SurA is a periplasmic peptidyl-prolyl isomerase PPIase and chaperone of Escherichia coli and other Gram-negative bacteria. In contrast to other PPIases, SurA appears to have a distinct role in chaperoning newly synthesized porins destined for insertion into the outer membrane. Previous studies have indicated that the chaperone activity of SurA rests in its -core module- the N- plus C-terminal domains, based on in vivo envelope phenotypes and in vitro binding and protection of non-native substrates.

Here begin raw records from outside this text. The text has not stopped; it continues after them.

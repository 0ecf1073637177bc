//! Error taxonomies
//!
//! [`ErrorCode`] is a sticky status condition: it stays set until cleared
//! or superseded. [`GotoError`] is a synchronous rejection reason and is
//! never stored by the state machines.

/// Sticky mount error condition
#[derive(Debug, Clone, Copy, PartialEq, Eq, Default)]
#[cfg_attr(feature = "defmt", derive(defmt::Format))]
pub enum ErrorCode {
    #[default]
    None,
    /// A stepper driver reported a fault
    MotorFault,
    /// Tracked below the minimum altitude
    AltitudeMin,
    /// A limit switch opened
    LimitSense,
    /// Declination axis travel limit
    DecLimit,
    /// Azimuth axis travel limit
    AzimuthLimit,
    /// Primary axis passed the under-pole limit
    UnderPole,
    /// Tracked past the meridian limit
    Meridian,
    /// Sync target outside limits or refused in the current state
    Sync,
    /// Park failed
    Park,
    /// Goto ended off target after a sync
    GotoSync,
    Unspecified,
    /// Tracked above the maximum altitude
    AltitudeMax,
}

impl ErrorCode {
    /// Numeric code used by the command protocol
    pub fn as_code(self) -> u8 {
        match self {
            ErrorCode::None => 0,
            ErrorCode::MotorFault => 1,
            ErrorCode::AltitudeMin => 2,
            ErrorCode::LimitSense => 3,
            ErrorCode::DecLimit => 4,
            ErrorCode::AzimuthLimit => 5,
            ErrorCode::UnderPole => 6,
            ErrorCode::Meridian => 7,
            ErrorCode::Sync => 8,
            ErrorCode::Park => 9,
            ErrorCode::GotoSync => 10,
            ErrorCode::Unspecified => 11,
            ErrorCode::AltitudeMax => 12,
        }
    }

    /// True for any condition other than `None`
    pub fn is_error(&self) -> bool {
        *self != ErrorCode::None
    }
}

/// Reason a goto or park request was rejected
#[derive(Debug, Clone, Copy, PartialEq, Eq)]
#[cfg_attr(feature = "defmt", derive(defmt::Format))]
pub enum GotoError {
    BelowHorizon,
    AboveOverhead,
    /// Axes are disabled
    Standby,
    Parked,
    /// A goto is already in progress
    AlreadyInMotion,
    OutsideLimits,
    HardwareFault,
    /// Guiding or another motion is in progress
    InMotion,
    Unspecified,
}

impl GotoError {
    /// Numeric code used by the command protocol
    pub fn as_code(self) -> u8 {
        match self {
            GotoError::BelowHorizon => 1,
            GotoError::AboveOverhead => 2,
            GotoError::Standby => 3,
            GotoError::Parked => 4,
            GotoError::AlreadyInMotion => 5,
            GotoError::OutsideLimits => 6,
            GotoError::HardwareFault => 7,
            GotoError::InMotion => 8,
            GotoError::Unspecified => 9,
        }
    }
}

/// Result of a command-layer operation
#[derive(Debug, Clone, Copy, PartialEq, Eq)]
#[cfg_attr(feature = "defmt", derive(defmt::Format))]
pub enum CommandError {
    /// Rejected for a goto-class reason
    Goto(GotoError),
    /// Rejected with a status-class error
    Status(ErrorCode),
    /// Not valid in the current state
    InvalidState,
    /// The motion command queue is full; retry on the next control cycle
    QueueFull,
}

impl From<GotoError> for CommandError {
    fn from(e: GotoError) -> Self {
        CommandError::Goto(e)
    }
}

impl From<ErrorCode> for CommandError {
    fn from(e: ErrorCode) -> Self {
        CommandError::Status(e)
    }
}

/// Per-axis step generation errors
#[derive(Debug, Clone, Copy, PartialEq, Eq)]
#[cfg_attr(feature = "defmt", derive(defmt::Format))]
pub enum AxisError {
    /// The axis has a latched driver fault
    Fault,
    /// The axis driver is disabled
    Disabled,
}

#[cfg(test)]
mod tests {
    use super::*;

    #[test]
    fn test_error_codes_are_distinct() {
        let codes = [
            ErrorCode::None,
            ErrorCode::MotorFault,
            ErrorCode::AltitudeMin,
            ErrorCode::LimitSense,
            ErrorCode::DecLimit,
            ErrorCode::AzimuthLimit,
            ErrorCode::UnderPole,
            ErrorCode::Meridian,
            ErrorCode::Sync,
            ErrorCode::Park,
            ErrorCode::GotoSync,
            ErrorCode::Unspecified,
            ErrorCode::AltitudeMax,
        ];
        for (i, code) in codes.iter().enumerate() {
            assert_eq!(code.as_code() as usize, i);
        }
        assert!(!ErrorCode::None.is_error());
        assert!(ErrorCode::MotorFault.is_error());
    }

    #[test]
    fn test_goto_error_codes() {
        assert_eq!(GotoError::BelowHorizon.as_code(), 1);
        assert_eq!(GotoError::Parked.as_code(), 4);
        assert_eq!(GotoError::Unspecified.as_code(), 9);
    }

    #[test]
    fn test_command_error_from() {
        let e: CommandError = GotoError::Parked.into();
        assert_eq!(e, CommandError::Goto(GotoError::Parked));
        let e: CommandError = ErrorCode::Sync.into();
        assert_eq!(e, CommandError::Status(ErrorCode::Sync));
    }
}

Methodology-Principal Findings

In this study, we determined the components of SurA required for chaperone activity using in vivo phenotypes relevant to disease causation by uropathogenic E. coli UPEC, namely membrane resistance to permeation by antimicrobials and maturation of the type 1 pilus usher FimD. FimD is a SurA-dependent, integral outer membrane protein through which heteropolymeric type 1 pili, which confer bladder epithelial binding and invasion capacity upon uropathogenic E. coli, are assembled and extruded. Consistent with prior results, the in vivo chaperone activity of SurA in UPEC rested primarily in the core module. However, the PPIase domains I and II were not expendable for wild-type resistance to novobiocin in broth culture. Steady-state levels of FimD were substantially restored in the UPEC surA mutant complemented with the SurA N- plus C-terminal domains. The addition of PPIase domain I augmented FimD maturation into the outer membrane, consistent with a model in which domain I enhances stability of and-or substrate binding by the core module.

Conclusions-Significance

Our results confirm the core module of E. coli SurA as a potential target for novel anti-infective development.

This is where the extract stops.